Abstract
A significant growth of the population of senior citizens is estimated to be observed in the coming years, leading to the onset of socio-sanitary issues. Therefore, it is important to design tools that facilitate active ageing and prevent the occurrence of physical frailty in older people, making seniority a valuable resource rather than an issue of concern. Technology represents an efficient tool to take on such task, as it facilitates the replicability of human-centered trials. In particular, humanoid robotics have proven to be effective applied to weak users, notably in the treatment of people with cognitive disorders, both children (e.g. autistic) and older patients (e.g. Alzheimer). Humanoid robots could represent efficient tools in the design of trials to promote active ageing, since the latter are able to guide elderly people through exercises, to monitor proper execution and to give a real-time human-like feedback, with a consequent involvement of the users. Such high-level of engagement characterizes that kind of interactions, called Human-Humanoid interactions, which should be invested of the same importance of morphological and technological aspects during the design phases.

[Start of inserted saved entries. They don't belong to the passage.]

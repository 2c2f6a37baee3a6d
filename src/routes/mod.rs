//! Router assembly.

mod common;
mod resources;
pub use common::common_routes_with_ready;
pub use resources::resource_routes;

use crate::state::AppState;
use axum::Router;
use tower::ServiceBuilder;
use tower_http::limit::RequestBodyLimitLayer;

/// Full application: health/ready/version plus the resource routes, with request bodies
/// capped at `body_limit` bytes.
pub fn app(state: AppState, body_limit: usize) -> Router {
    Router::new()
        .merge(common_routes_with_ready(state.clone()))
        .merge(resource_routes(state))
        .layer(ServiceBuilder::new().layer(RequestBodyLimitLayer::new(body_limit)))
}
//! Shared application state for all routes.

use sqlx::PgPool;

#[derive(Clone)]
pub struct AppState {
    pub pool: PgPool,
    /// Postgres schema the job-board tables live in.
    pub schema: String,
}
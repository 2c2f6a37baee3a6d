//! Case conversion for API responses: row keys snake_case (from DB) -> camelCase (for client).

use serde_json::{Map, Value};

/// Convert a single identifier from snake_case to camelCase.
/// e.g. "num_employees" -> "numEmployees", "company_handle" -> "companyHandle"
pub fn to_camel_case(s: &str) -> String {
    let mut out = String::with_capacity(s.len());
    let mut capitalize_next = false;
    for c in s.chars() {
        if c == '_' {
            capitalize_next = true;
        } else if capitalize_next {
            out.extend(c.to_uppercase());
            capitalize_next = false;
        } else {
            out.push(c);
        }
    }
    out
}

/// Recursively camelCase all object keys (objects and arrays of objects), keeping key order.
pub fn value_keys_to_camel_case_recursive(value: Value) -> Value {
    match value {
        Value::Object(map) => {
            let mut out = Map::with_capacity(map.len());
            for (k, v) in map {
                out.insert(to_camel_case(&k), value_keys_to_camel_case_recursive(v));
            }
            Value::Object(out)
        }
        Value::Array(arr) => Value::Array(arr.into_iter().map(value_keys_to_camel_case_recursive).collect()),
        other => other,
    }
}

#[cfg(test)]
mod tests {
    use super::*;
    use serde_json::json;

    #[test]
    fn snake_to_camel() {
        assert_eq!(to_camel_case("num_employees"), "numEmployees");
        assert_eq!(to_camel_case("is_admin"), "isAdmin");
        assert_eq!(to_camel_case("title"), "title");
    }

    #[test]
    fn nested_rows_keep_order() {
        let row = json!({
            "handle": "c1",
            "num_employees": 3,
            "logo_url": null,
            "jobs": [{"id": 1, "company_handle": "c1"}]
        });
        let out = value_keys_to_camel_case_recursive(row);
        let keys: Vec<&String> = out.as_object().unwrap().keys().collect();
        assert_eq!(keys, ["handle", "numEmployees", "logoUrl", "jobs"]);
        assert_eq!(out["jobs"][0]["companyHandle"], json!("c1"));
    }
}
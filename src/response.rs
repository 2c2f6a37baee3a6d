//! `{data, meta}` envelope for successful responses.

use axum::{http::StatusCode, Json};
use serde::Serialize;

/// A single company, job or user.
#[derive(Serialize)]
pub struct SuccessOne<T> {
    pub data: T,
}

/// A list; `meta.count` is the number of rows returned.
#[derive(Serialize)]
pub struct SuccessMany<T> {
    pub data: Vec<T>,
    pub meta: MetaCount,
}

#[derive(Serialize)]
pub struct MetaCount {
    pub count: usize,
}

fn one<T: Serialize>(status: StatusCode, data: T) -> (StatusCode, Json<SuccessOne<T>>) {
    (status, Json(SuccessOne { data }))
}

/// 201 for a newly created row (including a job application).
pub fn success_one<T: Serialize>(data: T) -> (StatusCode, Json<SuccessOne<T>>) {
    one(StatusCode::CREATED, data)
}

pub fn success_one_ok<T: Serialize>(data: T) -> (StatusCode, Json<SuccessOne<T>>) {
    one(StatusCode::OK, data)
}

pub fn success_many<T: Serialize>(data: Vec<T>) -> (StatusCode, Json<SuccessMany<T>>) {
    let count = data.len();
    (
        StatusCode::OK,
        Json(SuccessMany {
            data,
            meta: MetaCount { count },
        }),
    )
}
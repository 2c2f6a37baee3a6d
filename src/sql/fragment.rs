//! Ordered inputs and the `{clause, params}` output shared by the clause builders.

use serde_json::{Map, Value};
use std::collections::HashMap;

/// A clause body (no `SET`/`WHERE` keyword) and the values its `$n` placeholders bind.
/// Placeholder `$k` always binds `params[k - 1]`.
#[derive(Clone, Debug, Default, PartialEq)]
pub struct SqlFragment {
    pub clause: String,
    pub params: Vec<Value>,
}

impl SqlFragment {
    pub fn is_empty(&self) -> bool {
        self.clause.is_empty()
    }

    /// Append a value and return its 1-based placeholder number.
    pub(crate) fn push_param(&mut self, v: Value) -> usize {
        self.params.push(v);
        self.params.len()
    }

    /// Placeholder number the caller should use for the next value it appends after this fragment.
    pub fn next_placeholder(&self) -> usize {
        self.params.len() + 1
    }
}

/// Fields to change on one row, in the order the client sent them.
#[derive(Clone, Debug, Default, PartialEq)]
pub struct UpdatePayload(Vec<(String, Value)>);

impl UpdatePayload {
    pub fn new() -> Self {
        Self::default()
    }

    pub fn push(&mut self, key: impl Into<String>, value: Value) {
        self.0.push((key.into(), value));
    }

    pub fn is_empty(&self) -> bool {
        self.0.is_empty()
    }

    pub fn len(&self) -> usize {
        self.0.len()
    }

    pub fn iter(&self) -> impl Iterator<Item = (&str, &Value)> {
        self.0.iter().map(|(k, v)| (k.as_str(), v))
    }

    pub fn get(&self, key: &str) -> Option<&Value> {
        self.0.iter().find(|(k, _)| k == key).map(|(_, v)| v)
    }
}

impl From<Map<String, Value>> for UpdatePayload {
    /// Keeps the JSON object's insertion order (`serde_json` is built with `preserve_order`).
    fn from(map: Map<String, Value>) -> Self {
        UpdatePayload(map.into_iter().collect())
    }
}

impl<K: Into<String>> FromIterator<(K, Value)> for UpdatePayload {
    fn from_iter<I: IntoIterator<Item = (K, Value)>>(iter: I) -> Self {
        UpdatePayload(iter.into_iter().map(|(k, v)| (k.into(), v)).collect())
    }
}

/// Logical field name -> physical column. Unmapped names are used as-is.
#[derive(Clone, Debug, Default)]
pub struct FieldMap(HashMap<String, String>);

impl FieldMap {
    pub fn new() -> Self {
        Self::default()
    }

    pub fn column<'a>(&'a self, field: &'a str) -> &'a str {
        self.0.get(field).map(String::as_str).unwrap_or(field)
    }
}

impl<K: Into<String>, V: Into<String>> FromIterator<(K, V)> for FieldMap {
    fn from_iter<I: IntoIterator<Item = (K, V)>>(iter: I) -> Self {
        FieldMap(iter.into_iter().map(|(k, v)| (k.into(), v.into())).collect())
    }
}

/// Search criteria from a query string, in request order. May hold keys no filter recognizes.
#[derive(Clone, Debug, Default, PartialEq)]
pub struct FilterCriteria(Vec<(String, Value)>);

impl FilterCriteria {
    pub fn new() -> Self {
        Self::default()
    }

    pub fn push(&mut self, key: impl Into<String>, value: Value) {
        self.0.push((key.into(), value));
    }

    pub fn is_empty(&self) -> bool {
        self.0.is_empty()
    }

    pub fn iter(&self) -> impl Iterator<Item = (&str, &Value)> {
        self.0.iter().map(|(k, v)| (k.as_str(), v))
    }
}

impl<K: Into<String>> FromIterator<(K, Value)> for FilterCriteria {
    fn from_iter<I: IntoIterator<Item = (K, Value)>>(iter: I) -> Self {
        FilterCriteria(iter.into_iter().map(|(k, v)| (k.into(), v)).collect())
    }
}
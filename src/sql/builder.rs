//! Builds full parameterized statements from an entity definition, splicing in the
//! clause fragments produced by `partial_update` and `filter`.

use super::fragment::{SqlFragment, UpdatePayload};
use crate::entity::{ColumnKind, EntityDef};
use serde_json::Value;

/// Quote identifier for PostgreSQL (safe: only from entity definitions or config).
fn quoted(s: &str) -> String {
    format!("\"{}\"", s.replace('"', "\"\""))
}

/// Full qualified table name.
fn qualified_table(schema: &str, table: &str) -> String {
    format!("{}.{}", quoted(schema), quoted(table))
}

#[derive(Clone, Debug, Default, PartialEq)]
pub struct QueryBuf {
    pub sql: String,
    pub params: Vec<Value>,
}

impl QueryBuf {
    fn new() -> Self {
        QueryBuf {
            sql: String::new(),
            params: Vec::new(),
        }
    }

    fn push_param(&mut self, v: Value) -> usize {
        self.params.push(v);
        self.params.len()
    }
}

/// SELECT list: numeric columns as col::text so precision survives the trip to JSON.
fn select_column_list(entity: &EntityDef) -> String {
    entity
        .columns
        .iter()
        .map(|c| match c.kind {
            ColumnKind::Decimal => format!("{0}::text AS {0}", c.name),
            _ => c.name.to_string(),
        })
        .collect::<Vec<_>>()
        .join(", ")
}

/// SELECT by primary key. Caller binds the id as `$1`.
pub fn select_by_pk(entity: &EntityDef, schema: &str) -> QueryBuf {
    select_by_column(entity, schema, entity.pk)
}

/// SELECT rows whose `column` equals `$1`, in the entity's list order.
pub fn select_by_column(entity: &EntityDef, schema: &str, column: &str) -> QueryBuf {
    let mut q = QueryBuf::new();
    q.sql = format!(
        "SELECT {} FROM {} WHERE {} = $1 ORDER BY {}",
        select_column_list(entity),
        qualified_table(schema, entity.table),
        column,
        entity.order_by
    );
    q
}

/// SELECT list, narrowed by a filter fragment when it has any predicates.
pub fn select_list(entity: &EntityDef, schema: &str, filter: &SqlFragment) -> QueryBuf {
    let mut q = QueryBuf::new();
    let where_clause = if filter.is_empty() {
        String::new()
    } else {
        format!(" WHERE {}", filter.clause)
    };
    q.sql = format!(
        "SELECT {} FROM {}{} ORDER BY {}",
        select_column_list(entity),
        qualified_table(schema, entity.table),
        where_clause,
        entity.order_by
    );
    q.params = filter.params.clone();
    q
}

/// INSERT one row. Body keys are API field names, translated through the field map;
/// the caller has already checked them against the entity's columns.
pub fn insert(entity: &EntityDef, schema: &str, body: &UpdatePayload) -> QueryBuf {
    let mut q = QueryBuf::new();
    let map = entity.field_map();
    let mut cols = Vec::with_capacity(body.len());
    let mut placeholders = Vec::with_capacity(body.len());
    for (field, value) in body.iter() {
        let n = q.push_param(value.clone());
        cols.push(map.column(field).to_string());
        placeholders.push(format!("${}", n));
    }
    q.sql = format!(
        "INSERT INTO {} ({}) VALUES ({}) RETURNING {}",
        qualified_table(schema, entity.table),
        cols.join(", "),
        placeholders.join(", "),
        select_column_list(entity)
    );
    q
}

/// INSERT that yields no row instead of failing when the row already exists.
pub fn insert_or_skip(entity: &EntityDef, schema: &str, body: &UpdatePayload) -> QueryBuf {
    let mut q = insert(entity, schema, body);
    let returning = q.sql.find(" RETURNING ").unwrap_or(q.sql.len());
    q.sql.insert_str(returning, " ON CONFLICT DO NOTHING");
    q
}

/// UPDATE by primary key using a `SET` fragment. The id binds to the placeholder after the fragment's.
pub fn update(entity: &EntityDef, schema: &str, set: SqlFragment, id: Value) -> QueryBuf {
    let mut q = QueryBuf::new();
    let id_param = set.next_placeholder();
    q.params = set.params;
    q.params.push(id);
    q.sql = format!(
        "UPDATE {} SET {} WHERE {} = ${} RETURNING {}",
        qualified_table(schema, entity.table),
        set.clause,
        entity.pk,
        id_param,
        select_column_list(entity)
    );
    q
}

/// DELETE by primary key. Caller binds the id as `$1`.
pub fn delete(entity: &EntityDef, schema: &str) -> QueryBuf {
    let mut q = QueryBuf::new();
    q.sql = format!(
        "DELETE FROM {} WHERE {} = $1 RETURNING {}",
        qualified_table(schema, entity.table),
        entity.pk,
        entity.pk
    );
    q
}
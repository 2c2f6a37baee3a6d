//! Services: CRUD over the safe SQL builder, request validation, applications.

mod applications;
mod crud;
mod executor;
mod validation;
pub use applications::ApplicationService;
pub use crud::CrudService;
pub use executor::QueryExecutor;
pub use validation::*;
//! Operational routes: liveness, readiness, build version.

use crate::state::AppState;
use axum::{extract::State, http::StatusCode, routing::get, Json, Router};
use serde::Serialize;

#[derive(Serialize)]
struct HealthBody {
    status: &'static str,
}

#[derive(Serialize)]
struct ReadyBody {
    status: &'static str,
    schema: String,
    /// Whether the job-board tables have been migrated into `schema`.
    migrated: bool,
}

/// Last table the migrations create; if it resolves, the rest are there too.
fn sentinel_table(schema: &str) -> String {
    format!("\"{}\".\"applications\"", schema.replace('"', "\"\""))
}

async fn health() -> Json<HealthBody> {
    Json(HealthBody { status: "ok" })
}

/// 200 once the database answers and the schema is migrated, 503 otherwise.
async fn ready(State(state): State<AppState>) -> (StatusCode, Json<ReadyBody>) {
    let found = sqlx::query_scalar::<_, Option<String>>("SELECT to_regclass($1)::text")
        .bind(sentinel_table(&state.schema))
        .fetch_one(&state.pool)
        .await;
    let (status, label, migrated) = match found {
        Ok(Some(_)) => (StatusCode::OK, "ok", true),
        Ok(None) => {
            tracing::warn!(schema = %state.schema, "readiness: tables not migrated");
            (StatusCode::SERVICE_UNAVAILABLE, "unmigrated", false)
        }
        Err(e) => {
            tracing::warn!(error = %e, "readiness check failed");
            (StatusCode::SERVICE_UNAVAILABLE, "unavailable", false)
        }
    };
    (
        status,
        Json(ReadyBody {
            status: label,
            schema: state.schema,
            migrated,
        }),
    )
}

async fn version() -> Json<serde_json::Value> {
    Json(serde_json::json!({
        "name": env!("CARGO_PKG_NAME"),
        "version": env!("CARGO_PKG_VERSION")
    }))
}

/// GET /health, GET /ready, GET /version.
pub fn common_routes_with_ready(state: AppState) -> Router {
    Router::new()
        .route("/health", get(health))
        .route("/ready", get(ready))
        .route("/version", get(version))
        .with_state(state)
}
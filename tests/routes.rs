//! Router tests for paths that are decided before any SQL runs. The pool is lazy and points
//! at a database that is never contacted.

use axum::{
    body::Body,
    http::{Request, StatusCode},
    Router,
};
use jobly::{app, AppState};
use serde_json::{json, Value};
use tower::ServiceExt;

fn test_app(body_limit: usize) -> Router {
    let pool = sqlx::postgres::PgPoolOptions::new()
        .connect_lazy("postgres://localhost/jobly_never_used")
        .unwrap();
    app(
        AppState {
            pool,
            schema: "public".into(),
        },
        body_limit,
    )
}

async fn send(app: Router, method: &str, uri: &str, body: Option<Value>) -> (StatusCode, Value) {
    let builder = Request::builder().method(method).uri(uri);
    let req = match body {
        Some(v) => {
            let bytes = serde_json::to_vec(&v).unwrap();
            builder
                .header("content-type", "application/json")
                .header("content-length", bytes.len())
                .body(Body::from(bytes))
                .unwrap()
        }
        None => builder.body(Body::empty()).unwrap(),
    };
    let resp = app.oneshot(req).await.unwrap();
    let status = resp.status();
    let bytes = axum::body::to_bytes(resp.into_body(), usize::MAX).await.unwrap();
    let body = serde_json::from_slice(&bytes).unwrap_or(Value::Null);
    (status, body)
}

#[tokio::test]
async fn health_and_version() {
    let (status, body) = send(test_app(1024), "GET", "/health", None).await;
    assert_eq!(status, StatusCode::OK);
    assert_eq!(body, json!({"status": "ok"}));

    let (status, body) = send(test_app(1024), "GET", "/version", None).await;
    assert_eq!(status, StatusCode::OK);
    assert_eq!(body["name"], json!("jobly"));
}

#[tokio::test]
async fn empty_patch_is_bad_request() {
    let (status, body) = send(test_app(1024), "PATCH", "/jobs/1", Some(json!({}))).await;
    assert_eq!(status, StatusCode::BAD_REQUEST);
    assert_eq!(body["error"]["code"], json!("bad_request"));
    assert_eq!(body["error"]["message"], json!("no data to update"));
}

#[tokio::test]
async fn patch_outside_allow_list_is_rejected() {
    let (status, body) =
        send(test_app(1024), "PATCH", "/companies/c1", Some(json!({"handle": "c-new"}))).await;
    assert_eq!(status, StatusCode::BAD_REQUEST);
    assert_eq!(body["error"]["code"], json!("validation_error"));

    let (status, _) =
        send(test_app(1024), "PATCH", "/users/u1", Some(json!({"username": "other"}))).await;
    assert_eq!(status, StatusCode::BAD_REQUEST);
}

#[tokio::test]
async fn non_numeric_job_id_is_bad_request() {
    let (status, _) = send(test_app(1024), "PATCH", "/jobs/abc", Some(json!({"title": "x"}))).await;
    assert_eq!(status, StatusCode::BAD_REQUEST);

    let (status, _) = send(test_app(1024), "POST", "/users/u1/jobs/abc", None).await;
    assert_eq!(status, StatusCode::BAD_REQUEST);
}

#[tokio::test]
async fn bad_filter_values_are_rejected() {
    let (status, body) = send(test_app(1024), "GET", "/jobs?minSalary=lots", None).await;
    assert_eq!(status, StatusCode::BAD_REQUEST);
    assert_eq!(body["error"]["message"], json!("validation: minSalary must be an integer"));

    let (status, _) = send(test_app(1024), "GET", "/companies?maxEmployees=-5", None).await;
    assert_eq!(status, StatusCode::BAD_REQUEST);
}

#[tokio::test]
async fn create_with_missing_or_extra_fields() {
    let (status, _) = send(
        test_app(1024),
        "POST",
        "/jobs",
        Some(json!({"title": "new", "salary": 10000})),
    )
    .await;
    assert_eq!(status, StatusCode::BAD_REQUEST);

    let (status, _) = send(
        test_app(1024),
        "POST",
        "/jobs",
        Some(json!({"title": "new", "salary": 10000, "equity": "0", "companyHandle": "c2", "logoUrl": "x"})),
    )
    .await;
    assert_eq!(status, StatusCode::BAD_REQUEST);

    let (status, _) = send(test_app(1024), "POST", "/companies", Some(json!([1, 2]))).await;
    assert_eq!(status, StatusCode::BAD_REQUEST);
}

#[tokio::test]
async fn oversized_body_is_refused() {
    let big = json!({"description": "x".repeat(200)});
    let (status, _) = send(test_app(64), "PATCH", "/companies/c1", Some(big)).await;
    assert_eq!(status, StatusCode::PAYLOAD_TOO_LARGE);
}
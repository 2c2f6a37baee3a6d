//! Job-board resource routes: companies, jobs, users and applications.

use crate::handlers::{companies, jobs, users};
use crate::state::AppState;
use axum::{
    routing::{get, post},
    Router,
};

pub fn resource_routes(state: AppState) -> Router {
    Router::new()
        .route("/companies", get(companies::list).post(companies::create))
        .route(
            "/companies/:handle",
            get(companies::read).patch(companies::update).delete(companies::delete),
        )
        .route("/jobs", get(jobs::list).post(jobs::create))
        .route("/jobs/:id", get(jobs::read).patch(jobs::update).delete(jobs::delete))
        .route("/users", get(users::list).post(users::create))
        .route(
            "/users/:username",
            get(users::read).patch(users::update).delete(users::delete),
        )
        .route("/users/:username/jobs/:id", post(users::apply))
        .with_state(state)
}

In this paper we provide an overview of some humanoid robots which have been used over the last years in the revolutionary robotics field, providing a comparison of the principal interaction features in relation to what kind of user every robot was designed for.
Such preliminary study will serve as a basis to define the most appropriate aesthetic/behavioural features required in the design of a humanoid robot for the prevention of sarcopenia.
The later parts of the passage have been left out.